Michael Jepsen Jensen 4. Jego rezultat - 8+3 wskazuje, że spisał się dobrze. Na minus zdecydowanie wyścig numer piętnaście, gdzie nie liczył się w stawce. W ciągu całego meczu widać było, ze nieco brakuje mu prędkości, ale bronił się umiejętnościami.

Grzegorz Walasek 5. Jeżeli kogoś można w toruńskiej drużynie pochwalić, to właśnie jego. Przy słabszej postawie innych, to właśnie zawodnik, którego przewidziano przed sezonem na rezerwę wcielił się w rolę lidera Get Well. Nawet gdy przegrywał, widać było wolę walki. Dwanaście punktów mówi samo za siebie.

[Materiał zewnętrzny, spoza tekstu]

//! Member list registry
//!
//! Per-community member lists behind a stricter rate limiter than the other
//! managers. Concurrent fetches for one community share a single remote call.

use std::collections::{HashMap, HashSet};
use std::sync::{Arc, Mutex};

use futures_util::future::{BoxFuture, FutureExt, Shared};
use tracing::{debug, info, warn};

use crate::cache::{CacheEntry, CacheStats, ScopedEntry, TtlMap};
use crate::error::{Result, SyncError};
use crate::models::Member;
use crate::remote::CallOptions;
use crate::storage::keys;
use crate::sync::{lock, SyncContext};

type SharedFetch = Shared<BoxFuture<'static, Result<Vec<Member>>>>;

/// Attempt bookkeeping for one community. Never reset during a session.
#[derive(Debug, Clone, Copy)]
struct Attempts {
    count: u32,
    last_ms: u64,
}

struct MemberState {
    lists: TtlMap<Vec<Member>>,
    in_flight: HashMap<String, SharedFetch>,
    attempts: HashMap<String, Attempts>,
    hydrated: HashSet<String>,
}

pub struct MemberRegistry {
    ctx: SyncContext,
    state: Mutex<MemberState>,
}

impl MemberRegistry {
    pub fn new(ctx: SyncContext) -> Arc<Self> {
        let state = MemberState {
            lists: TtlMap::new(ctx.config.member_ttl),
            in_flight: HashMap::new(),
            attempts: HashMap::new(),
            hydrated: HashSet::new(),
        };
        Arc::new(Self {
            ctx,
            state: Mutex::new(state),
        })
    }

    fn hydrate(&self, state: &mut MemberState, community_id: &str) {
        if !state.hydrated.insert(community_id.to_string()) || state.lists.contains(community_id) {
            return;
        }
        let persisted: Option<ScopedEntry<Vec<Member>>> =
            self.ctx.persistence.load(&keys::members(community_id));
        let Some(scoped) = persisted else {
            return;
        };
        match scoped.into_entry_for(community_id) {
            Some(entry) => {
                debug!(community_id, members = entry.data.len(), "member list rehydrated");
                state.lists.insert_entry(community_id, entry);
            }
            None => warn!(community_id, "ignoring member list stored for another community"),
        }
    }

    /// Member list for a community.
    ///
    /// A fresh cache entry is returned without a network call. Otherwise the
    /// list is refreshed (joining any fetch already running); if that fails,
    /// whatever is cached, even stale, is returned instead.
    pub async fn get_members(self: &Arc<Self>, community_id: &str) -> Option<Vec<Member>> {
        {
            let mut state = lock(&self.state);
            self.hydrate(&mut state, community_id);
            let now = self.ctx.now();
            if let Some(members) = state.lists.get_fresh(community_id, now) {
                return Some(members.clone());
            }
        }

        match self.refresh(community_id).await {
            Ok(members) => Some(members),
            Err(e) => {
                debug!(community_id, error = %e, "member refresh failed, serving cache");
                lock(&self.state)
                    .lists
                    .get_stale(community_id)
                    .map(|entry| entry.data.clone())
            }
        }
    }

    /// Fetches the member list, replacing the cached one on success.
    ///
    /// A call made while a fetch is running awaits that fetch and is not
    /// counted as an attempt. Fails with [`SyncError::RateLimited`] once three
    /// attempts have been made and the last one is under the minimum interval
    /// old.
    pub async fn refresh(self: &Arc<Self>, community_id: &str) -> Result<Vec<Member>> {
        let fetch = {
            let mut state = lock(&self.state);
            match state.in_flight.get(community_id) {
                Some(running) => {
                    debug!(community_id, "joining in-flight member fetch");
                    running.clone()
                }
                None => {
                    let now = self.ctx.now();
                    self.charge_attempt(&mut state, community_id, now)?;
                    let fetch = self.start_fetch(community_id);
                    state.in_flight.insert(community_id.to_string(), fetch.clone());
                    fetch
                }
            }
        };
        fetch.await
    }

    fn charge_attempt(&self, state: &mut MemberState, community_id: &str, now: u64) -> Result<()> {
        let max = self.ctx.config.member_max_attempts;
        let interval_ms = self.ctx.config.member_min_interval.as_millis() as u64;

        let attempts = state
            .attempts
            .entry(community_id.to_string())
            .or_insert(Attempts { count: 0, last_ms: 0 });
        let elapsed = now.saturating_sub(attempts.last_ms);
        if attempts.count >= max && elapsed < interval_ms {
            warn!(community_id, attempts = attempts.count, elapsed_ms = elapsed, "member fetch rate limited");
            return Err(SyncError::RateLimited(format!(
                "members of {community_id}: retry in {}ms",
                interval_ms - elapsed
            )));
        }

        attempts.count += 1;
        attempts.last_ms = now;
        Ok(())
    }

    fn start_fetch(self: &Arc<Self>, community_id: &str) -> SharedFetch {
        let this = Arc::clone(self);
        let id = community_id.to_string();
        let handle = tokio::spawn(async move {
            let outcome = this.fetch(&id).await;
            this.commit(&id, outcome)
        });

        async move {
            handle
                .await
                .unwrap_or_else(|e| Err(SyncError::Transient(format!("member fetch task failed: {e}"))))
        }
        .boxed()
        .shared()
    }

    async fn fetch(&self, community_id: &str) -> Result<Vec<Member>> {
        let value = self
            .ctx
            .remote
            .call(&format!("{community_id}/members"), CallOptions::get())
            .await?;
        Ok(serde_json::from_value(value)?)
    }

    fn commit(&self, community_id: &str, outcome: Result<Vec<Member>>) -> Result<Vec<Member>> {
        let mut state = lock(&self.state);
        state.in_flight.remove(community_id);

        match outcome {
            Ok(members) => {
                let entry = CacheEntry::new(members.clone(), self.ctx.now());
                self.ctx.persistence.save(
                    &keys::members(community_id),
                    &ScopedEntry::new(community_id, entry.clone()),
                );
                state.lists.insert_entry(community_id, entry);
                debug!(community_id, members = members.len(), "member list refreshed");
                Ok(members)
            }
            Err(e) if e.is_fatal() && !matches!(e, SyncError::Parse(_)) => {
                info!(community_id, error = %e, "member list gone, purging cache");
                state.lists.remove(community_id);
                self.ctx.persistence.remove(&keys::members(community_id));
                Err(e)
            }
            Err(e) => Err(e),
        }
    }

    /// Patches one member's nickname in place without touching the remote.
    ///
    /// Returns `false` when the list or the member is not cached.
    pub fn update_nickname(&self, community_id: &str, member_id: &str, nickname: Option<String>) -> bool {
        let mut state = lock(&self.state);
        self.hydrate(&mut state, community_id);

        let Some(members) = state.lists.get_mut(community_id) else {
            return false;
        };
        let Some(member) = members.iter_mut().find(|m| m.id == member_id) else {
            return false;
        };
        member.nickname = nickname;

        if let Some(entry) = state.lists.get_any(community_id) {
            self.ctx.persistence.save(
                &keys::members(community_id),
                &ScopedEntry::new(community_id, entry.clone()),
            );
        }
        true
    }

    /// Cached list without triggering a fetch.
    pub fn cached(&self, community_id: &str) -> Option<Vec<Member>> {
        let mut state = lock(&self.state);
        self.hydrate(&mut state, community_id);
        state.lists.get_any(community_id).map(|entry| entry.data.clone())
    }

    pub fn stats(&self) -> CacheStats {
        lock(&self.state).lists.stats()
    }
}
//! Notification Poll Task
//!
//! Background task that periodically fetches a user's notification feed.

use std::sync::Arc;
use std::time::Duration;

use tokio::task::JoinHandle;
use tracing::{debug, info};

use crate::sync::NotificationCenter;

/// Spawns a background task that polls `user_id`'s feed every `interval`.
///
/// The first fetch happens immediately. Failed fetches are logged and the
/// loop keeps going; the center's own minimum interval still applies.
///
/// # Returns
/// A JoinHandle for the spawned task, which can be used to abort the task
/// when polling stops or during shutdown.
///
/// # Example
/// ```ignore
/// let handle = spawn_poll_task(center.clone(), "u1".to_string(), Duration::from_secs(10));
/// // Later, during shutdown:
/// handle.abort();
/// ```
pub fn spawn_poll_task(
    center: Arc<NotificationCenter>,
    user_id: String,
    interval: Duration,
) -> JoinHandle<()> {
    tokio::spawn(async move {
        info!(
            user_id = %user_id,
            interval_ms = interval.as_millis() as u64,
            "Starting notification poll task"
        );

        loop {
            match center.fetch(&user_id).await {
                Ok(Some(feed)) => debug!(user_id = %user_id, retained = feed.len(), "notification poll complete"),
                Ok(None) => debug!(user_id = %user_id, "notification poll skipped, nothing cached"),
                Err(e) => debug!(user_id = %user_id, error = %e, "notification poll failed"),
            }

            tokio::time::sleep(interval).await;
        }
    })
}

#[cfg(test)]
mod tests {
    use super::*;
    use crate::remote::Reply;
    use crate::sync::testing::harness;
    use crate::sync::LogNotifier;
    use serde_json::json;

    #[tokio::test(start_paused = true)]
    async fn test_poll_task_fetches_each_interval() {
        let h = harness();
        h.transport.set("u1/notifications", Reply::json(json!([])));
        let center = NotificationCenter::new(h.ctx.clone(), Arc::new(LogNotifier));
        let interval = h.ctx.config.poll_period;

        let handle = spawn_poll_task(center, "u1".to_string(), interval);
        tokio::time::sleep(Duration::from_millis(1)).await;
        assert_eq!(h.transport.call_count("u1/notifications"), 1);

        h.clock.advance(interval);
        tokio::time::sleep(interval).await;
        assert_eq!(h.transport.call_count("u1/notifications"), 2);

        handle.abort();
    }

    #[tokio::test(start_paused = true)]
    async fn test_stop_during_fetch_does_not_wedge_user() {
        let h = harness();
        h.transport.set(
            "u1/notifications",
            Reply::json(json!([])).delayed(Duration::from_millis(100)),
        );
        let center = NotificationCenter::new(h.ctx.clone(), Arc::new(LogNotifier));

        center.start_polling("u1");
        tokio::time::sleep(Duration::from_millis(1)).await;
        assert_eq!(h.transport.call_count("u1/notifications"), 1);
        center.stop_polling("u1");
        tokio::time::sleep(Duration::from_millis(1)).await;

        h.clock.advance(Duration::from_secs(60));
        assert_eq!(center.fetch("u1").await.unwrap(), Some(Vec::new()));
        assert_eq!(h.transport.call_count("u1/notifications"), 2);

        h.clock.advance(Duration::from_secs(60));
        center.start_polling("u1");
        tokio::time::sleep(Duration::from_millis(150)).await;
        assert_eq!(h.transport.call_count("u1/notifications"), 3);
        center.stop_polling("u1");
    }

    #[tokio::test(start_paused = true)]
    async fn test_start_and_stop_polling() {
        let h = harness();
        h.transport.set("u1/notifications", Reply::json(json!([])));
        let center = NotificationCenter::new(h.ctx.clone(), Arc::new(LogNotifier));

        center.start_polling("u1");
        center.start_polling("u1");
        tokio::time::sleep(Duration::from_millis(1)).await;
        assert!(center.is_polling("u1"));
        assert_eq!(h.transport.call_count("u1/notifications"), 1);

        center.stop_polling("u1");
        assert!(!center.is_polling("u1"));
    }
}
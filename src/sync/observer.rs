//! Change-listener registry.
//!
//! Callbacks run synchronously, in subscription order, after a mutation has
//! been committed. The list lock is not held while they run, so a callback
//! may read back from the manager that notified it.

use std::sync::{Arc, Mutex, PoisonError, Weak};

type Callback<E> = Arc<dyn Fn(&E) + Send + Sync>;

struct Registry<E> {
    next_id: u64,
    callbacks: Vec<(u64, Callback<E>)>,
}

/// Fan-out point owned by one manager.
pub struct Subscribers<E> {
    registry: Arc<Mutex<Registry<E>>>,
}

impl<E: 'static> Subscribers<E> {
    pub fn new() -> Self {
        Self {
            registry: Arc::new(Mutex::new(Registry {
                next_id: 0,
                callbacks: Vec::new(),
            })),
        }
    }

    pub fn subscribe(&self, callback: impl Fn(&E) + Send + Sync + 'static) -> Subscription {
        let mut registry = self.registry.lock().unwrap_or_else(PoisonError::into_inner);
        let id = registry.next_id;
        registry.next_id += 1;
        registry.callbacks.push((id, Arc::new(callback)));

        let weak: Weak<Mutex<Registry<E>>> = Arc::downgrade(&self.registry);
        Subscription {
            cancel: Some(Box::new(move || {
                if let Some(registry) = weak.upgrade() {
                    registry
                        .lock()
                        .unwrap_or_else(PoisonError::into_inner)
                        .callbacks
                        .retain(|(cb_id, _)| *cb_id != id);
                }
            })),
        }
    }

    pub fn emit(&self, event: &E) {
        let callbacks: Vec<Callback<E>> = self
            .registry
            .lock()
            .unwrap_or_else(PoisonError::into_inner)
            .callbacks
            .iter()
            .map(|(_, cb)| Arc::clone(cb))
            .collect();
        for callback in callbacks {
            callback(event);
        }
    }

    pub fn len(&self) -> usize {
        self.registry
            .lock()
            .unwrap_or_else(PoisonError::into_inner)
            .callbacks
            .len()
    }

    pub fn is_empty(&self) -> bool {
        self.len() == 0
    }
}

impl<E: 'static> Default for Subscribers<E> {
    fn default() -> Self {
        Self::new()
    }
}

/// Capability to stop receiving events. Dropping it keeps the subscription.
#[must_use = "keep the subscription to be able to unsubscribe"]
pub struct Subscription {
    cancel: Option<Box<dyn FnOnce() + Send>>,
}

impl Subscription {
    pub fn unsubscribe(mut self) {
        if let Some(cancel) = self.cancel.take() {
            cancel();
        }
    }
}

impl std::fmt::Debug for Subscription {
    fn fmt(&self, f: &mut std::fmt::Formatter<'_>) -> std::fmt::Result {
        f.debug_struct("Subscription")
            .field("active", &self.cancel.is_some())
            .finish()
    }
}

ZOBACZ WIDEO Grzegorz Zengota zachęca do ratowania życia

Chris Holder 3+ Dziesięć zdobytych punktów przez kapitana torunian wygląda niby nie najgorzej, ale na tle Wybrzeża powinien wypaść lepiej. Nie nawiązał walki z Gomólskim w pierwszym swoim starcie, a później miał problemy ze sprzęgłem. W 11. biegu przywieziony podwójnie przez Batchelora i Becha. Ratują go dwa indywidualne zwycięstwa, w tym arcyważny triumf z biegu numer 14.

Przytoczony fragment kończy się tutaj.